One could be forgiven for saying that the minority decision was perverse
but the Employment Appeal Tribunal reached exactly the opposite
conclusion. A decision to dismiss, which took into account the lapsed
warning, was unfair and `"to hold otherwise would be perverse". Not
surprisingly, counsel for the employers strongly attacked this approach
when the case reached the Court of Session. He argued that the EAT had
treated the stale warning point as an issue of absolute principle,
whereas s.98(4) of the Employment Act 1996 (which has already been
considered in no less than 187 cases) merely requires the tribunal to
decide whether the employer acted reasonably in all the circumstances of
the case when deciding to dismiss. Faced with the decision in William
Grant & Sons Ltd v Devlin, unreported, EAT March 25, 2004 (reliance on a
stale warning makes a dismissal unfair) he was constrained to argue that
this case had been wrongly decided.
The Court of Session, upholding the finding of unfair dismissal, pointed
to the central weakness of the employers' case - namely the evidence
that they themselves had given to the tribunal. It was clear from that
evidence that the stale warning was not merely one factor among others.

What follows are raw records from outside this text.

//! Simulated FPGA register file and request framing

use std::cell::{Ref, RefCell, RefMut};
use std::collections::VecDeque;
use std::io;
use std::path::PathBuf;
use std::rc::Rc;

use log::trace;

use crate::link::{MockConnector, MockInterruptLine, MockLink};

/// Write acknowledgement byte
pub const ACK: u8 = 0xAC;

const NUM_CORES: usize = 16;
const NUM_REGISTERS: usize = 256;

/// Misbehaviour applied to every response until cleared
#[derive(Debug, Clone, Copy, PartialEq, Eq)]
pub enum Fault {
    /// Requests are consumed but never answered
    Mute,
    /// Only the first `n` bytes of each response are sent
    Truncate(usize),
    /// Writes are answered with this byte instead of [`ACK`]
    BadAck(u8),
}

pub(crate) struct State {
    registers: [[u8; NUM_REGISTERS]; NUM_CORES],
    partial: Vec<u8>,
    pub(crate) tx: VecDeque<u8>,
    requests: Vec<Vec<u8>>,
    written: Vec<u8>,
    fault: Option<Fault>,

    pub(crate) write_limits: VecDeque<usize>,
    pub(crate) write_errors: VecDeque<io::ErrorKind>,
    pub(crate) wait_error: Option<io::ErrorKind>,
    pub(crate) read_chunk: Option<usize>,
    pub(crate) hung_up: bool,
    pub(crate) baud_changes: Vec<u32>,

    pub(crate) line_level: bool,
    pub(crate) line_reads: usize,
    pub(crate) line_error: Option<io::ErrorKind>,

    pub(crate) refuse_links: bool,
    pub(crate) refuse_lines: bool,
    pub(crate) opened_links: Vec<(PathBuf, u32)>,
    pub(crate) opened_lines: Vec<u32>,
}

/// Length of the request frame that starts with header byte `b0`
fn frame_len(b0: u8) -> usize {
    let count = usize::from((b0 >> 4) & 0x07) + 1;
    if b0 & 0x80 != 0 {
        count + 4
    } else {
        count + 3
    }
}

impl State {
    fn new() -> Self {
        Self {
            registers: [[0; NUM_REGISTERS]; NUM_CORES],
            partial: Vec::new(),
            tx: VecDeque::new(),
            requests: Vec::new(),
            written: Vec::new(),
            fault: None,
            write_limits: VecDeque::new(),
            write_errors: VecDeque::new(),
            wait_error: None,
            read_chunk: None,
            hung_up: false,
            baud_changes: Vec::new(),
            line_level: false,
            line_reads: 0,
            line_error: None,
            refuse_links: false,
            refuse_lines: false,
            opened_links: Vec::new(),
            opened_lines: Vec::new(),
        }
    }

    /// Feed bytes written by the host into the frame assembler
    pub(crate) fn receive(&mut self, bytes: &[u8]) {
        self.written.extend_from_slice(bytes);
        for &byte in bytes {
            self.partial.push(byte);
            if self.partial.len() == frame_len(self.partial[0]) {
                let frame = std::mem::take(&mut self.partial);
                self.process(frame);
            }
        }
    }

    fn process(&mut self, frame: Vec<u8>) {
        let read = frame[0] & 0x80 != 0;
        let count = usize::from((frame[0] >> 4) & 0x07) + 1;
        let core = usize::from(frame[0] & 0x0F);
        let start = frame[1];

        let mut response = Vec::with_capacity(count + 2);
        if read {
            response.extend_from_slice(&frame[..2]);
            for i in 0..count {
                let reg = usize::from(start.wrapping_add(i as u8));
                response.push(self.registers[core][reg]);
            }
        } else {
            for (i, &value) in frame[2..2 + count].iter().enumerate() {
                let reg = usize::from(start.wrapping_add(i as u8));
                self.registers[core][reg] = value;
            }
            response.push(ACK);
        }
        trace!("mock fpga: {:02x?} -> {:02x?}", frame, response);
        self.requests.push(frame);

        match self.fault {
            None => {}
            Some(Fault::Mute) => response.clear(),
            Some(Fault::Truncate(n)) => response.truncate(n),
            Some(Fault::BadAck(byte)) => {
                if !read {
                    response[0] = byte;
                }
            }
        }
        self.tx.extend(response);
    }
}

/// Handle to a simulated FPGA
///
/// Cloning the handle shares the same device; links, interrupt lines and
/// connectors created from it all observe and drive the same state.
#[derive(Clone)]
pub struct MockFpga {
    state: Rc<RefCell<State>>,
}

impl Default for MockFpga {
    fn default() -> Self {
        Self::new()
    }
}

impl MockFpga {
    pub fn new() -> Self {
        Self {
            state: Rc::new(RefCell::new(State::new())),
        }
    }

    pub(crate) fn state(&self) -> Ref<'_, State> {
        self.state.borrow()
    }

    pub(crate) fn state_mut(&self) -> RefMut<'_, State> {
        self.state.borrow_mut()
    }

    /// Serial link wired to this device
    pub fn link(&self) -> MockLink {
        MockLink::new(self.clone())
    }

    /// Interrupt line driven by this device
    pub fn interrupt_line(&self) -> MockInterruptLine {
        MockInterruptLine::new(self.clone())
    }

    /// Connector handing out links and lines to this device
    pub fn connector(&self) -> MockConnector {
        MockConnector::new(self.clone())
    }

    // Register file

    pub fn register(&self, core: u8, reg: u8) -> u8 {
        self.state().registers[usize::from(core & 0x0F)][usize::from(reg)]
    }

    pub fn set_register(&self, core: u8, reg: u8, value: u8) {
        self.state_mut().registers[usize::from(core & 0x0F)][usize::from(reg)] = value;
    }

    /// Set a core's pending bit in core 0 registers 0/1 and raise the line
    pub fn raise_interrupt(&self, core: u8) {
        let mask = self.pending_mask() | (1u16 << (core & 0x0F));
        self.set_pending_mask(mask);
        self.set_line(true);
    }

    /// Write the pending mask directly without touching the line
    pub fn set_pending_mask(&self, mask: u16) {
        let [lo, hi] = mask.to_le_bytes();
        let mut state = self.state_mut();
        state.registers[0][0] = lo;
        state.registers[0][1] = hi;
    }

    pub fn pending_mask(&self) -> u16 {
        let state = self.state();
        u16::from_le_bytes([state.registers[0][0], state.registers[0][1]])
    }

    /// Clear every pending bit and drop the line
    pub fn clear_interrupts(&self) {
        self.set_pending_mask(0);
        self.set_line(false);
    }

    // Interrupt line

    pub fn set_line(&self, level: bool) {
        self.state_mut().line_level = level;
    }

    pub fn fail_line_reads(&self, kind: Option<io::ErrorKind>) {
        self.state_mut().line_error = kind;
    }

    /// Number of times the host sampled the line
    pub fn line_reads(&self) -> usize {
        self.state().line_reads
    }

    // Link behaviour

    /// Queue bytes the host did not ask for
    pub fn inject(&self, bytes: &[u8]) {
        self.state_mut().tx.extend(bytes.iter().copied());
    }

    pub fn set_fault(&self, fault: Option<Fault>) {
        self.state_mut().fault = fault;
    }

    /// Accept at most `n` bytes on the next write call
    pub fn limit_next_write(&self, n: usize) {
        self.state_mut().write_limits.push_back(n);
    }

    /// Fail the next write call with `kind`
    pub fn fail_next_write(&self, kind: io::ErrorKind) {
        self.state_mut().write_errors.push_back(kind);
    }

    /// Fail every readiness wait with `kind` (or stop failing with `None`)
    pub fn fail_waits(&self, kind: Option<io::ErrorKind>) {
        self.state_mut().wait_error = kind;
    }

    /// Deliver responses at most `n` bytes per read call
    pub fn set_read_chunk(&self, n: Option<usize>) {
        self.state_mut().read_chunk = n;
    }

    /// Simulate the device disappearing: reads return EOF, writes fail
    pub fn hang_up(&self) {
        self.state_mut().hung_up = true;
    }

    pub fn refuse_links(&self, refuse: bool) {
        self.state_mut().refuse_links = refuse;
    }

    pub fn refuse_lines(&self, refuse: bool) {
        self.state_mut().refuse_lines = refuse;
    }

    // Observation

    /// Complete request frames received, oldest first
    pub fn requests(&self) -> Vec<Vec<u8>> {
        self.state().requests.clone()
    }

    pub fn request_count(&self) -> usize {
        self.state().requests.len()
    }

    /// Every byte the host wrote, frames or not
    pub fn written(&self) -> Vec<u8> {
        self.state().written.clone()
    }

    /// Response bytes not yet read by the host
    pub fn unread(&self) -> usize {
        self.state().tx.len()
    }

    pub fn baud_changes(&self) -> Vec<u32> {
        self.state().baud_changes.clone()
    }

    pub fn opened_links(&self) -> Vec<(PathBuf, u32)> {
        self.state().opened_links.clone()
    }

    pub fn opened_lines(&self) -> Vec<u32> {
        self.state().opened_lines.clone()
    }

    /// Forget recorded requests and written bytes
    pub fn clear_history(&self) {
        let mut state = self.state_mut();
        state.requests.clear();
        state.written.clear();
    }
}

#[cfg(test)]
mod tests {
    use super::*;

    fn response(fpga: &MockFpga) -> Vec<u8> {
        fpga.state_mut().tx.drain(..).collect()
    }

    #[test]
    fn test_frame_lengths() {
        assert_eq!(frame_len(0x81), 5);
        assert_eq!(frame_len(0xF0), 12);
        assert_eq!(frame_len(0x00), 4);
        assert_eq!(frame_len(0x70), 11);
    }

    #[test]
    fn test_read_echoes_header_and_data() {
        let fpga = MockFpga::new();
        fpga.set_register(1, 1, 0x2A);
        fpga.state_mut().receive(&[0x81, 0x01, 0, 0, 0]);
        assert_eq!(response(&fpga), vec![0x81, 0x01, 0x2A]);
    }

    #[test]
    fn test_write_stores_and_acks() {
        let fpga = MockFpga::new();
        fpga.state_mut().receive(&[0x13, 0x04, 0x55, 0x66, 0]);
        assert_eq!(response(&fpga), vec![ACK]);
        assert_eq!(fpga.register(3, 4), 0x55);
        assert_eq!(fpga.register(3, 5), 0x66);
    }

    #[test]
    fn test_frames_split_across_writes() {
        let fpga = MockFpga::new();
        fpga.state_mut().receive(&[0x00, 0x02]);
        assert_eq!(fpga.request_count(), 0);
        fpga.state_mut().receive(&[0x07, 0x00]);
        assert_eq!(fpga.request_count(), 1);
        assert_eq!(fpga.register(0, 2), 0x07);
    }

    #[test]
    fn test_faults_shape_responses() {
        let fpga = MockFpga::new();
        fpga.set_fault(Some(Fault::Truncate(1)));
        fpga.state_mut().receive(&[0x81, 0x01, 0, 0, 0]);
        assert_eq!(response(&fpga), vec![0x81]);

        fpga.set_fault(Some(Fault::BadAck(0x55)));
        fpga.state_mut().receive(&[0x01, 0x00, 0x01, 0]);
        assert_eq!(response(&fpga), vec![0x55]);

        fpga.set_fault(Some(Fault::Mute));
        fpga.state_mut().receive(&[0x01, 0x00, 0x01, 0]);
        assert!(response(&fpga).is_empty());
        assert_eq!(fpga.request_count(), 3);
    }

    #[test]
    fn test_interrupts_land_in_core_zero() {
        let fpga = MockFpga::new();
        fpga.raise_interrupt(2);
        fpga.raise_interrupt(9);
        assert_eq!(fpga.pending_mask(), 0x0204);
        assert_eq!(fpga.register(0, 0), 0x04);
        assert_eq!(fpga.register(0, 1), 0x02);

        fpga.clear_interrupts();
        assert_eq!(fpga.pending_mask(), 0);
    }
}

It was the crucial factor; if the warning had not been given the
employee would not have been dismissed. The court referred to the
solicitor case of Bevan Ashford v Malin [1995] I.R.L.R. 360 which
confirmed that written warnings would be strictly construed contra
proferentem. They also referred to the ACAS Code of Practice 1
Disciplinary and Grievance Procedures 2000 which states that a warning
should normally lapse after a specified time, and that is fundamental to
good industrial relations practice (see para.15). A peiod of twelve
months is suggested. The relevance of the Code is to be found in s.270
of the Trade Union and Labour Relations (Consolidation) Act 1992 which
provides that "if any of the provisions of the ACAS Code of Practice is
relevant to a question arising in proceedings before an employment
tribunal, those provisions shall be taken into account by the tribunal
in determining that question". In Lock v Cardiff Railways Company Ltd
[1998] I.R.L.R. 358 Morison J, giving the judgment of the EAT, stated
that the Code formed the basis on which employers' conduct should be
judged and should be used by employment tribunals as a guide to good
sound industrial relations. The case was remitted to the employment
tribunal for a remedies hearing.
Practice points
1.The above statement in the Code that a warning should be time limited
is qualified by the word "normally". Practitioners should always
consider whether the facts justify a departure from that rule. The
instant case appears to be a classic example. The employer's common law
duty to take reasonable care for his employees' safety includes a duty
to provide competent fellow workers. One wonders whether a decision not
to dismiss would have exposed the employers to an action for damages if
the employee had then committed another breach resulting in injury or
death.
2. The points made in the previous paragraph are not affected by the
changes made by the Employment Act 2002 and reflected in the updated
Code which came into force on October 1, 2004 (SI 2004/2356) - but make
sure that all disciplinary and grievance procedures are in line with
those recommended in the updated Code.
3. A warning should be clear and unambiguous and the employee should be
left in no doubt that further breaches or misconduct can result in his
or her dismissal.
4. All employer clients should be advised to seek advice before
dismissing an employee. A telephone conversation with advisers can be a
valuable and cost-effective use of management time.